RAW DATA:
//! Session key derivation.
//!
//! A session key correlates requests that belong to the same overlay
//! session. Callers can pin one explicitly through the `x-session-id`
//! header; stateless callers that never send one still get overlay reuse
//! for byte-identical system prompts, because the key is derived from the
//! prompt's content hash.

use std::sync::Mutex;
use std::time::Duration;

use crate::cache::TtlCache;
use crate::overlay::{content_hash, normalize_content};

/// Header carrying an explicit, caller-chosen session key.
pub const SESSION_HEADER: &str = "x-session-id";

/// Derives and caches session keys.
pub struct SessionKeyDeriver {
    derived: Mutex<TtlCache<String, String>>,
}

impl SessionKeyDeriver {
    pub fn new(max_entries: usize, ttl: Duration) -> Self {
        Self {
            derived: Mutex::new(TtlCache::new(max_entries, ttl)),
        }
    }

    /// Derive the session key for a request.
    ///
    /// Precedence: a non-empty explicit key verbatim, then
    /// `{agent_id}:{sha256(content)}` for non-empty system content, then
    /// `{agent_id}:default`.
    pub fn derive(
        &self,
        agent_id: &str,
        system_content: Option<&str>,
        explicit_key: Option<&str>,
    ) -> String {
        if let Some(key) = explicit_key.filter(|k| !k.trim().is_empty()) {
            return key.to_string();
        }

        let key = match system_content.map(normalize_content) {
            Some(content) if !content.is_empty() => {
                format!("{agent_id}:{}", content_hash(&content))
            }
            _ => format!("{agent_id}:default"),
        };

        let mut derived = self.derived.lock().unwrap_or_else(|e| e.into_inner());
        if let Some(cached) = derived.get(&key) {
            return cached;
        }
        derived.set(key.clone(), key.clone());
        key
    }

    /// Live derived keys, least recently used first.
    pub fn entries(&self) -> Vec<(String, String)> {
        self.derived
            .lock()
            .unwrap_or_else(|e| e.into_inner())
            .items()
    }
}

#[cfg(test)]
mod tests {
    use super::*;

    fn deriver() -> SessionKeyDeriver {
        SessionKeyDeriver::new(100, Duration::from_secs(3600))
    }

    #[tokio::test(start_paused = true)]
    async fn explicit_key_wins() {
        let d = deriver();
        let key = d.derive("agent-1", Some("You are helpful."), Some("s1"));
        assert_eq!(key, "s1");
        assert!(d.entries().is_empty());
    }

    #[tokio::test(start_paused = true)]
    async fn blank_explicit_key_ignored() {
        let d = deriver();
        let key = d.derive("agent-1", None, Some("  "));
        assert_eq!(key, "agent-1:default");
    }

    #[tokio::test(start_paused = true)]
    async fn explicit_key_returned_verbatim() {
        let d = deriver();
        let key = d.derive("agent-1", None, Some(" s1 "));
        assert_eq!(key, " s1 ");
    }

    #[tokio::test(start_paused = true)]
    async fn content_key_is_stable() {
        let d = deriver();
        let first = d.derive("agent-1", Some("You are helpful."), None);
        let second = d.derive("agent-1", Some("You are helpful."), None);
        assert_eq!(first, second);
        assert!(first.starts_with("agent-1:"));
        assert_eq!(first.len(), "agent-1:".len() + 64);
        assert_eq!(d.entries().len(), 1);
    }

    #[tokio::test(start_paused = true)]
    async fn content_key_ignores_line_ending_style() {
        let d = deriver();
        let unix = d.derive("agent-1", Some("a\nb"), None);
        let windows = d.derive("agent-1", Some("a\r\nb"), None);
        assert_eq!(unix, windows);
    }

    #[tokio::test(start_paused = true)]
    async fn different_agents_different_keys() {
        let d = deriver();
        let a = d.derive("agent-1", Some("same"), None);
        let b = d.derive("agent-2", Some("same"), None);
        assert_ne!(a, b);
    }

    #[tokio::test(start_paused = true)]
    async fn missing_content_uses_default() {
        let d = deriver();
        assert_eq!(d.derive("agent-1", None, None), "agent-1:default");
        assert_eq!(d.derive("agent-1", Some(""), None), "agent-1:default");
        assert_eq!(d.derive("agent-1", Some("\0"), None), "agent-1:default");
        assert_eq!(d.entries().len(), 1);
    }

    #[tokio::test(start_paused = true)]
    async fn derived_entries_expire() {
        let d = SessionKeyDeriver::new(10, Duration::from_secs(5));
        d.derive("agent-1", None, None);
        tokio::time::advance(Duration::from_secs(6)).await;
        assert!(d.entries().is_empty());
    }
}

WHAT YOU WILL DO: Review the material and copy each line in which the word "format" appears.

RESPONSE TO THIS TASK:
                format!("{agent_id}:{}", content_hash(&content))
            _ => format!("{agent_id}:default"),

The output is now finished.